## TASK INPUT
/// Outcome of a scripted run.
struct RunReport {
    phase: RacePhase,
    outcomes: Vec<CheckpointOutcome>,
    reported: Vec<RaceResult>,
    tracker: RaceProgressTracker,
    world: SimWorld,
}

/// Load `selection`, then cross `script` with `frames_between` frames before
/// each crossing.
fn run_script(
    routes: &RouteSet,
    selection: RouteSelection,
    max_chances: i32,
    script: &[i32],
    frames_between: usize,
) -> Option<RunReport> {
    let route = routes.select(selection).ok()?;
    let mut world = SimWorld::for_route(route);
    let mut tracker = RaceProgressTracker::new(max_chances);
    tracker.begin_selected(routes, selection, &mut world).ok()?;

    let mut reported: Vec<RaceResult> = Vec::new();
    let mut outcomes = Vec::new();
    for &index in script {
        for _ in 0..frames_between {
            tracker.advance_timer(DT);
        }
        match world.cross(index) {
            Some(hit) => {
                outcomes.push(tracker.on_checkpoint_reached(hit, &mut world, &mut reported))
            }
            // Unplaced index: deliver it anyway, the tracker must shrug it off.
            None if !world.volumes.iter().any(|v| v.index == index) => {
                outcomes.push(tracker.on_checkpoint_reached(index, &mut world, &mut reported))
            }
            None => {}
        }
    }
    Some(RunReport {
        phase: tracker.phase(),
        outcomes,
        reported,
        tracker,
        world,
    })
}

fn sorted_indices(route: &Route) -> Vec<i32> {
    let mut indices: Vec<i32> = route.checkpoints.iter().map(|c| c.index).collect();
    indices.sort();
    indices
}

// ── 1. Routes ───────────────────────────────────────────────────────────

fn validate_routes(routes: &RouteSet, verbose: bool) -> Vec<TestResult> {
    println!("--- Routes ---");
    let mut results = Vec::new();

    results.push(TestResult {
        name: "routes_not_empty".into(),
        passed: !routes.is_empty(),
        detail: format!("{} routes loaded", routes.len()),
    });

    for (i, slot) in routes.routes.iter().enumerate() {
        let Some(route) = slot else {
            results.push(TestResult {
                name: format!("route_{}_present", i),
                passed: false,
                detail: "route slot is empty".into(),
            });
            continue;
        };
        let mapping = OrderMapping::build(&route.checkpoints);
        if verbose {
            println!(
                "  {}: {} checkpoints, indices {:?}",
                route.name,
                route.checkpoints.len(),
                sorted_indices(route)
            );
        }
        results.push(TestResult {
            name: format!("route_{}_has_checkpoints", i),
            passed: !route.checkpoints.is_empty(),
            detail: format!("'{}' has {} checkpoints", route.name, route.checkpoints.len()),
        });
        results.push(TestResult {
            name: format!("route_{}_unique_indices", i),
            passed: mapping.duplicates().is_empty(),
            detail: if mapping.duplicates().is_empty() {
                "all logical indices unique".into()
            } else {
                format!("duplicate indices {:?}", mapping.duplicates())
            },
        });
    }

    // Menu selections outside the route list clamp instead of failing
    let clamped_high = routes.clamp_index(RouteSelection(99));
    let clamped_low = routes.clamp_index(RouteSelection(-1));
    results.push(TestResult {
        name: "route_selection_clamps".into(),
        passed: clamped_high == Some(routes.len().saturating_sub(1)) && clamped_low == Some(0),
        detail: format!("99 → {:?}, -1 → {:?}", clamped_high, clamped_low),
    });

    results
}

// ── 2. Races ────────────────────────────────────────────────────────────

fn validate_races(routes: &RouteSet, config: &GameConfig, verbose: bool) -> Vec<TestResult> {
    println!("--- Races ---");
    let mut results = Vec::new();
    let max_chances = config.race.max_chances;

    for (i, route) in routes.routes.iter().enumerate() {
        let Some(route) = route else { continue };
        let selection = RouteSelection(i as i64);
        let in_order = sorted_indices(route);
        let n = in_order.len();

        // Clean run
        match run_script(routes, selection, max_chances, &in_order, 150) {
            Some(run) => {
                let finished = run.phase == RacePhase::Finished
                    && run.tracker.current_order() == n
                    && run.reported.len() == 1
                    && run.reported[0].success;
                if verbose {
                    println!(
                        "  {}: clean run in {:.2}s",
                        route.name,
                        run.tracker.timer()
                    );
                }
                results.push(TestResult {
                    name: format!("race_{}_clean_run_finishes", i),
                    passed: finished,
                    detail: format!(
                        "phase {:?}, order {}/{}, reported {}",
                        run.phase,
                        run.tracker.current_order(),
                        n,
                        run.reported.len()
                    ),
                });
                results.push(TestResult {
                    name: format!("race_{}_runner_at_start", i),
                    passed: run.world.runner == Some(route.start),
                    detail: format!("runner at {:?}", run.world.runner.map(|p| p.position)),
                });
                results.push(TestResult {
                    name: format!("race_{}_volumes_consumed", i),
                    passed: run.world.volumes.iter().all(|v| !v.is_active()),
                    detail: "every checkpoint volume disabled".into(),
                });
            }
            None => results.push(TestResult {
                name: format!("race_{}_clean_run_finishes", i),
                passed: false,
                detail: "route failed to load".into(),
            }),
        }

        if n < 3 {
            continue;
        }

        // One skipped checkpoint costs one chance and keeps racing
        let skip_one = [in_order[0], in_order[2]];
        if let Some(run) = run_script(routes, selection, max_chances, &skip_one, 10) {
            let ok = run.phase == RacePhase::Running
                && run.tracker.chances() == max_chances - 1
                && run.tracker.current_order() == 3;
            results.push(TestResult {
                name: format!("race_{}_single_skip_penalized", i),
                passed: ok,
                detail: format!(
                    "chances {}, order {}",
                    run.tracker.chances(),
                    run.tracker.current_order()
                ),
            });
        }

        // Jumping straight to the last checkpoint burns the budget
        let reckless = [in_order[n - 1]];
        if let Some(run) = run_script(routes, selection, max_chances, &reckless, 10) {
            let expected = if (n as i32 - 1) >= max_chances {
                RacePhase::Failed
            } else {
                RacePhase::Running
            };
            results.push(TestResult {
                name: format!("race_{}_reckless_jump", i),
                passed: run.phase == expected,
                detail: format!("{} skipped → {:?}", n - 1, run.phase),
            });
        }

        // Unknown indices change nothing
        let unknown = [in_order[0], -999];
        if let Some(run) = run_script(routes, selection, max_chances, &unknown, 1) {
            let ok = run.outcomes.last() == Some(&CheckpointOutcome::Unknown)
                && run.tracker.current_order() == 1
                && run.tracker.chances() == max_chances;
            results.push(TestResult {
                name: format!("race_{}_unknown_ignored", i),
                passed: ok,
                detail: format!("last outcome {:?}", run.outcomes.last()),
            });
        }
    }

    // Empty route refuses to start
    let empty = RouteSet::new(vec![Route::new("Unbuilt", Pose::default(), &[])]);
    let mut world = SimWorld::for_route(&Route::new("Unbuilt", Pose::default(), &[]));
    let mut tracker = RaceProgressTracker::new(max_chances);
    let err = tracker.begin_selected(&empty, RouteSelection(0), &mut world);
    results.push(TestResult {
        name: "race_empty_route_rejected".into(),
        passed: err.is_err() && tracker.phase() == RacePhase::NotStarted,
        detail: match err {
            Err(e) => format!("rejected: {}", e),
            Ok(()) => "accepted an empty route".into(),
        },
    });

    results
}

## EXERCISE BRIEF
Your answer should be the material, retyped exactly as written.

## SOLUTION TO THIS TASK
/// Outcome of a scripted run.
struct RunReport {
    phase: RacePhase,
    outcomes: Vec<CheckpointOutcome>,
    reported: Vec<RaceResult>,
    tracker: RaceProgressTracker,
    world: SimWorld,
}

/// Load `selection`, then cross `script` with `frames_between` frames before
/// each crossing.
fn run_script(
    routes: &RouteSet,
    selection: RouteSelection,
    max_chances: i32,
    script: &[i32],
    frames_between: usize,
) -> Option<RunReport> {
    let route = routes.select(selection).ok()?;
    let mut world = SimWorld::for_route(route);
    let mut tracker = RaceProgressTracker::new(max_chances);
    tracker.begin_selected(routes, selection, &mut world).ok()?;

    let mut reported: Vec<RaceResult> = Vec::new();
    let mut outcomes = Vec::new();
    for &index in script {
        for _ in 0..frames_between {
            tracker.advance_timer(DT);
        }
        match world.cross(index) {
            Some(hit) => {
                outcomes.push(tracker.on_checkpoint_reached(hit, &mut world, &mut reported))
            }
            // Unplaced index: deliver it anyway, the tracker must shrug it off.
            None if !world.volumes.iter().any(|v| v.index == index) => {
                outcomes.push(tracker.on_checkpoint_reached(index, &mut world, &mut reported))
            }
            None => {}
        }
    }
    Some(RunReport {
        phase: tracker.phase(),
        outcomes,
        reported,
        tracker,
        world,
    })
}

fn sorted_indices(route: &Route) -> Vec<i32> {
    let mut indices: Vec<i32> = route.checkpoints.iter().map(|c| c.index).collect();
    indices.sort();
    indices
}

// ── 1. Routes ───────────────────────────────────────────────────────────

fn validate_routes(routes: &RouteSet, verbose: bool) -> Vec<TestResult> {
    println!("--- Routes ---");
    let mut results = Vec::new();

    results.push(TestResult {
        name: "routes_not_empty".into(),
        passed: !routes.is_empty(),
        detail: format!("{} routes loaded", routes.len()),
    });

    for (i, slot) in routes.routes.iter().enumerate() {
        let Some(route) = slot else {
            results.push(TestResult {
                name: format!("route_{}_present", i),
                passed: false,
                detail: "route slot is empty".into(),
            });
            continue;
        };
        let mapping = OrderMapping::build(&route.checkpoints);
        if verbose {
            println!(
                "  {}: {} checkpoints, indices {:?}",
                route.name,
                route.checkpoints.len(),
                sorted_indices(route)
            );
        }
        results.push(TestResult {
            name: format!("route_{}_has_checkpoints", i),
            passed: !route.checkpoints.is_empty(),
            detail: format!("'{}' has {} checkpoints", route.name, route.checkpoints.len()),
        });
        results.push(TestResult {
            name: format!("route_{}_unique_indices", i),
            passed: mapping.duplicates().is_empty(),
            detail: if mapping.duplicates().is_empty() {
                "all logical indices unique".into()
            } else {
                format!("duplicate indices {:?}", mapping.duplicates())
            },
        });
    }

    // Menu selections outside the route list clamp instead of failing
    let clamped_high = routes.clamp_index(RouteSelection(99));
    let clamped_low = routes.clamp_index(RouteSelection(-1));
    results.push(TestResult {
        name: "route_selection_clamps".into(),
        passed: clamped_high == Some(routes.len().saturating_sub(1)) && clamped_low == Some(0),
        detail: format!("99 → {:?}, -1 → {:?}", clamped_high, clamped_low),
    });

    results
}

// ── 2. Races ────────────────────────────────────────────────────────────

fn validate_races(routes: &RouteSet, config: &GameConfig, verbose: bool) -> Vec<TestResult> {
    println!("--- Races ---");
    let mut results = Vec::new();
    let max_chances = config.race.max_chances;

    for (i, route) in routes.routes.iter().enumerate() {
        let Some(route) = route else { continue };
        let selection = RouteSelection(i as i64);
        let in_order = sorted_indices(route);
        let n = in_order.len();

        // Clean run
        match run_script(routes, selection, max_chances, &in_order, 150) {
            Some(run) => {
                let finished = run.phase == RacePhase::Finished
                    && run.tracker.current_order() == n
                    && run.reported.len() == 1
                    && run.reported[0].success;
                if verbose {
                    println!(
                        "  {}: clean run in {:.2}s",
                        route.name,
                        run.tracker.timer()
                    );
                }
                results.push(TestResult {
                    name: format!("race_{}_clean_run_finishes", i),
                    passed: finished,
                    detail: format!(
                        "phase {:?}, order {}/{}, reported {}",
                        run.phase,
                        run.tracker.current_order(),
                        n,
                        run.reported.len()
                    ),
                });
                results.push(TestResult {
                    name: format!("race_{}_runner_at_start", i),
                    passed: run.world.runner == Some(route.start),
                    detail: format!("runner at {:?}", run.world.runner.map(|p| p.position)),
                });
                results.push(TestResult {
                    name: format!("race_{}_volumes_consumed", i),
                    passed: run.world.volumes.iter().all(|v| !v.is_active()),
                    detail: "every checkpoint volume disabled".into(),
                });
            }
            None => results.push(TestResult {
                name: format!("race_{}_clean_run_finishes", i),
                passed: false,
                detail: "route failed to load".into(),
            }),
        }

        if n < 3 {
            continue;
        }

        // One skipped checkpoint costs one chance and keeps racing
        let skip_one = [in_order[0], in_order[2]];
        if let Some(run) = run_script(routes, selection, max_chances, &skip_one, 10) {
            let ok = run.phase == RacePhase::Running
                && run.tracker.chances() == max_chances - 1
                && run.tracker.current_order() == 3;
            results.push(TestResult {
                name: format!("race_{}_single_skip_penalized", i),
                passed: ok,
                detail: format!(
                    "chances {}, order {}",
                    run.tracker.chances(),
                    run.tracker.current_order()
                ),
            });
        }

        // Jumping straight to the last checkpoint burns the budget
        let reckless = [in_order[n - 1]];
        if let Some(run) = run_script(routes, selection, max_chances, &reckless, 10) {
            let expected = if (n as i32 - 1) >= max_chances {
                RacePhase::Failed
            } else {
                RacePhase::Running
            };
            results.push(TestResult {
                name: format!("race_{}_reckless_jump", i),
                passed: run.phase == expected,
                detail: format!("{} skipped → {:?}", n - 1, run.phase),
            });
        }

        // Unknown indices change nothing
        let unknown = [in_order[0], -999];
        if let Some(run) = run_script(routes, selection, max_chances, &unknown, 1) {
            let ok = run.outcomes.last() == Some(&CheckpointOutcome::Unknown)
                && run.tracker.current_order() == 1
                && run.tracker.chances() == max_chances;
            results.push(TestResult {
                name: format!("race_{}_unknown_ignored", i),
                passed: ok,
                detail: format!("last outcome {:?}", run.outcomes.last()),
            });
        }
    }

    // Empty route refuses to start
    let empty = RouteSet::new(vec![Route::new("Unbuilt", Pose::default(), &[])]);
    let mut world = SimWorld::for_route(&Route::new("Unbuilt", Pose::default(), &[]));
    let mut tracker = RaceProgressTracker::new(max_chances);
    let err = tracker.begin_selected(&empty, RouteSelection(0), &mut world);
    results.push(TestResult {
        name: "race_empty_route_rejected".into(),
        passed: err.is_err() && tracker.phase() == RacePhase::NotStarted,
        detail: match err {
            Err(e) => format!("rejected: {}", e),
            Ok(()) => "accepted an empty route".into(),
        },
    });

    results
}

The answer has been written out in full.